November, 1971 “Searching for an excellent lobster bisque here is akin to the quest for the Holy Grail.”
October, 1975 “Pizza’s great popularity...stems from the fact that after you’ve used those basics—tomatoes and mozzarella—you can add just about any salad vegetable, most red meats or shellfish, and chances are you’ll still get a pretty good pizza.”
July, 1976 “From empirical evidence only, I believe that cold soups are catching on.”
October, 1976 “If you’ve never tried hummus, by all means do, for it is a marvellous food.”

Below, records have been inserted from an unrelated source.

//! CalendarProvider trait and implementations.
//!
//! This crate provides the retrieval side of freetime:
//!
//! - [`CalendarProvider`] - The trait every calendar backend implements
//! - [`FetchOptions`] - The local date range to retrieve
//! - [`ProviderError`] - Error types for provider operations
//!
//! # Architecture
//!
//! ```text
//! ┌──────────────────┐    ┌──────────────────┐
//! │ Microsoft Graph  │    │ Exchange (EWS)   │
//! └────────┬─────────┘    └────────┬─────────┘
//!          │                       │
//!          ▼                       ▼
//! ┌──────────────────┐    ┌──────────────────┐
//! │  GraphProvider   │    │   EwsProvider    │
//! └────────┬─────────┘    └────────┬─────────┘
//!          │                       │
//!          │   CalendarProvider    │
//!          └───────────┬───────────┘
//!                      │
//!                      ▼
//!              ┌───────────────┐
//!              │ CalendarEvent │  (local time)
//!              └───────────────┘
//! ```
//!
//! # Example
//!
//! ```ignore
//! use freetime_providers::{CalendarProvider, FetchOptions};
//!
//! async fn busy_events(provider: &dyn CalendarProvider, week: &AnalysisWeek) {
//!     let events = provider.fetch_events(FetchOptions::for_week(week)).await?;
//!     let busy = freetime_core::filter_busy(&events);
//! }
//! ```

pub mod error;
#[cfg(feature = "ews")]
pub mod ews;
#[cfg(feature = "graph")]
pub mod graph;
#[cfg(any(feature = "graph", feature = "ews"))]
mod http;
mod private_file;
pub mod provider;

// Re-export main types at crate root
pub use error::{ProviderError, ProviderErrorCode, ProviderResult};
pub use provider::{
    BoxFuture, CalendarProvider, DEFAULT_MAX_RESULTS, FetchOptions, MemoryProvider,
};
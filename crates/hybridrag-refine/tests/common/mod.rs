#![allow(dead_code)]

use std::collections::VecDeque;
use std::sync::atomic::{AtomicUsize, Ordering};
use std::sync::Mutex;

use hybridrag_core::error::{Error, Result};
use hybridrag_core::traits::{AnswerGenerator, DenseIndex, FollowUpOracle, Retriever};
use hybridrag_core::types::{Document, FollowUp, Passage, SearchHit, Turn};
use hybridrag_vector::MemoryStore;

pub fn doc(id: &str) -> Document {
    Document { id: id.to_string(), text: format!("text of {id}"), topic: None, score: 1.0 }
}

/// One fresh document per call; remembers every question and topic it saw.
#[derive(Default)]
pub struct CountingRetriever {
    pub calls: Mutex<Vec<(String, Option<String>)>>,
}

impl Retriever for CountingRetriever {
    fn retrieve(&self, query: &str, topic: Option<&str>) -> Result<Vec<Document>> {
        let mut calls = self.calls.lock().unwrap();
        calls.push((query.to_string(), topic.map(str::to_string)));
        Ok(vec![doc(&format!("d{}", calls.len()))])
    }
}

#[derive(Debug, Clone, PartialEq)]
pub struct GenerateCall {
    pub question: String,
    pub context_len: usize,
    pub history_len: usize,
}

/// Answers "answer N" for the N-th call.
#[derive(Default)]
pub struct ScriptedGenerator {
    pub calls: Mutex<Vec<GenerateCall>>,
    pub fail: bool,
}

impl AnswerGenerator for ScriptedGenerator {
    fn generate(&self, question: &str, context: &[Document], history: Option<&[Turn]>) -> Result<String> {
        if self.fail {
            return Err(Error::GenerationFailure("model unavailable".to_string()));
        }
        let mut calls = self.calls.lock().unwrap();
        calls.push(GenerateCall {
            question: question.to_string(),
            context_len: context.len(),
            history_len: history.map_or(0, <[Turn]>::len),
        });
        Ok(format!("answer {}", calls.len()))
    }
}

/// Replays scripted decisions, then keeps asking "follow-up N".
#[derive(Default)]
pub struct ScriptedOracle {
    pub replies: Mutex<VecDeque<FollowUp>>,
    pub calls: AtomicUsize,
    /// 1-based call that returns an error instead of a decision.
    pub fail_on_call: Option<usize>,
}

impl ScriptedOracle {
    pub fn with_replies(replies: impl IntoIterator<Item = FollowUp>) -> Self {
        Self { replies: Mutex::new(replies.into_iter().collect()), ..Default::default() }
    }

    pub fn calls(&self) -> usize {
        self.calls.load(Ordering::SeqCst)
    }
}

impl FollowUpOracle for ScriptedOracle {
    fn decide(&self, _question: &str, _answer: &str) -> Result<FollowUp> {
        let n = self.calls.fetch_add(1, Ordering::SeqCst) + 1;
        if self.fail_on_call == Some(n) {
            return Err(Error::GenerationFailure("follow-up model unavailable".to_string()));
        }
        Ok(self.replies.lock().unwrap().pop_front().unwrap_or_else(|| FollowUp::Ask(format!("follow-up {n}"))))
    }
}

/// MemoryStore that counts every read.
#[derive(Default)]
pub struct CountingStore {
    pub inner: MemoryStore,
    pub calls: AtomicUsize,
}

impl CountingStore {
    pub fn calls(&self) -> usize {
        self.calls.load(Ordering::SeqCst)
    }
}

impl DenseIndex for CountingStore {
    fn search(&self, query_vec: &[f32], top_n: usize, topic: Option<&str>) -> Result<Vec<SearchHit>> {
        self.calls.fetch_add(1, Ordering::SeqCst);
        self.inner.search(query_vec, top_n, topic)
    }
    fn scroll(&self, limit: usize, topic: Option<&str>) -> Result<Vec<Passage>> {
        self.calls.fetch_add(1, Ordering::SeqCst);
        self.inner.scroll(limit, topic)
    }
    fn topics(&self) -> Result<Vec<String>> {
        self.calls.fetch_add(1, Ordering::SeqCst);
        self.inner.topics()
    }
}
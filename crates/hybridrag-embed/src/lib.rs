//! hybridrag-embed
//!
//! Embedding service implementations behind `hybridrag_core::traits::Embedder`:
//! a candle XLM-RoBERTa encoder (multilingual-e5 checkpoints, mean pooled and
//! L2 normalised) and a deterministic hash embedder for tests and dry runs.
//! Also hosts the embedding-similarity topic resolver.

pub mod encoder;
pub mod pool;
pub mod topic;

use std::hash::{Hash, Hasher};

use twox_hash::XxHash64;

use hybridrag_core::config::EmbeddingConfig;
use hybridrag_core::error::Error;
use hybridrag_core::traits::Embedder;

pub use encoder::EmbeddingModel;
pub use pool::masked_mean_l2;
pub use topic::{cosine_similarity, EmbeddingTopicResolver};

/// Token-hashing embedder: deterministic, L2 normalised, no model files.
/// Texts sharing whitespace tokens get positively correlated vectors.
pub struct FakeEmbedder { dim: usize }

impl FakeEmbedder {
    pub fn new(dim: usize) -> Self { Self { dim: dim.max(1) } }

    fn embed_one(&self, text: &str) -> Vec<f32> {
        let mut v = vec![0f32; self.dim];
        for (i, token) in text.split_whitespace().enumerate() {
            let mut hasher = XxHash64::with_seed(0);
            token.hash(&mut hasher);
            let h = hasher.finish();
            let idx = (h as usize) % self.dim;
            let val = (((h >> 32) as u32) as f32) / (u32::MAX as f32);
            v[idx] += val + (i as f32 % 3.0) * 0.01;
        }
        let norm = (v.iter().map(|x| x * x).sum::<f32>()).sqrt().max(1e-6);
        for x in &mut v { *x /= norm; }
        v
    }
}

impl Embedder for FakeEmbedder {
    fn dim(&self) -> usize { self.dim }
    fn max_len(&self) -> usize { usize::MAX }
    fn embed_batch(&self, texts: &[String]) -> hybridrag_core::Result<Vec<Vec<f32>>> {
        Ok(texts.iter().map(|t| self.embed_one(t)).collect())
    }
}

pub fn get_default_embedder(config: &EmbeddingConfig) -> hybridrag_core::Result<Box<dyn Embedder>> {
    if config.fake {
        tracing::info!(dim = config.dimension, "using FakeEmbedder");
        return Ok(Box::new(FakeEmbedder::new(config.dimension)));
    }
    let model = EmbeddingModel::load(config).map_err(|e| Error::Embedding(e.to_string()))?;
    Ok(Box::new(model))
}
//! Domain types used by the text, vector and hybrid engines.

use serde::{Deserialize, Serialize};

pub type DocId = String;

/// A chunk of a source document as it is written to and read back from the
/// vector store.
///
/// - `id`: stable identifier, unique within a corpus snapshot
/// - `text`: the content body
/// - `topic`: optional label used to scope retrieval
#[derive(Debug, Clone, PartialEq, Serialize, Deserialize)]
pub struct Passage {
    pub id: DocId,
    pub text: String,
    pub topic: Option<String>,
}

impl Passage {
    pub fn new(id: impl Into<DocId>, text: impl Into<String>, topic: Option<&str>) -> Self {
        Self { id: id.into(), text: text.into(), topic: topic.map(str::to_string) }
    }
}

/// Indicates which engine produced a result.
#[derive(Debug, Clone, Copy, Serialize, Deserialize, PartialEq, Eq)]
pub enum SourceKind {
    Vector,
    Text,
}

/// The minimal surface returned by all engines.
///
/// `score` is engine-specific but higher is always better: the dense adapter
/// reports `1 - cosine_distance`, the lexical index reports BM25.
#[derive(Debug, Clone, PartialEq, Serialize, Deserialize)]
pub struct SearchHit {
    pub id: DocId,
    pub text: String,
    pub topic: Option<String>,
    pub score: f32,
    pub source: SourceKind,
}

/// A retrieved document with the relevance attached for the current query.
#[derive(Debug, Clone, PartialEq, Serialize, Deserialize)]
pub struct Document {
    pub id: DocId,
    pub text: String,
    pub topic: Option<String>,
    pub score: f32,
}

impl From<SearchHit> for Document {
    fn from(hit: SearchHit) -> Self {
        Self { id: hit.id, text: hit.text, topic: hit.topic, score: hit.score }
    }
}

/// Embedding-model prefix convention. Passages are embedded at ingestion with
/// `passage: `, questions at retrieval time with `query: `.
#[derive(Debug, Clone, Copy, PartialEq, Eq)]
pub enum EmbedRole {
    Query,
    Passage,
}

impl EmbedRole {
    pub fn prefix(self) -> &'static str {
        match self {
            Self::Query => "query: ",
            Self::Passage => "passage: ",
        }
    }

    pub fn apply(self, text: &str) -> String {
        format!("{}{}", self.prefix(), text)
    }
}

/// Which corpus the lexical signal is scored over when a topic is in effect.
#[derive(Debug, Clone, Copy, Default, PartialEq, Eq, Serialize, Deserialize)]
#[serde(rename_all = "lowercase")]
pub enum LexicalScope {
    /// The whole collection, even when dense search is topic-filtered.
    #[default]
    Corpus,
    /// Only passages carrying the resolved topic.
    Topic,
}

/// Verdict of the follow-up oracle for one refinement round.
#[derive(Debug, Clone, PartialEq, Eq)]
pub enum FollowUp {
    Done,
    Ask(String),
}

/// One exchange kept in conversation memory.
#[derive(Debug, Clone, PartialEq, Eq, Serialize, Deserialize)]
pub struct Turn {
    pub question: String,
    pub answer: String,
}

January, 1977 “Ten years ago, yogurt was largely the preserve of the faddist and the Bulgarian immigrant. Today, it is a $17-million-a-year industry.”
October, 1980 “Pita, the bread with a pocket, is perfect for pedestrian lunching.”
Summer, 1982 “Vietnamese food, like the equally unfamiliar Thai cuisine, offers exquisitely refined tastes exotically presented in a way that makes it quite different from, say, Chinese food.”
Fall, 1982 “The West Indian patty and the roti (Trinidad’s answer to the Big Mac) have taken off as if on fire, which to the blander North American palate is sometimes exactly how they taste.”
January, 1984 “The dim sum brunch has become as much a weekend fixture as the bloody mary and the Arts and Leisure section of the New York Times.”
November, 1984 “If I had any self-control at all, I would manage to refrain from saying that mustard is on a hot streak. But...sales are not merely hot, they almost take the breath away.”
January, 1985 “Plainly designed to help the sushi virgin over the raw-fish hurdle, the California roll is about as Japanese as I am.”
October, 1985 “The soul food of the Aegean, souvlaki usually means a grilled pork shish kebab in a pita or on a bun, with a tomato and onion garnish, perhaps a little lettuce, and a dab of tzatziki, that garlic-lingering cucumber/yogurt mixture.”
April, 1993 “Today, brie is up there among the imports, toe-to-toe with the blues, emmenthals and gruyères.... It is the foreign cheese we feel comfortable with.”
April, 2013 “Hello, Asian street food, goodbye rustic Italian. Ramen has supplanted spaghetti as the noodle of the moment.”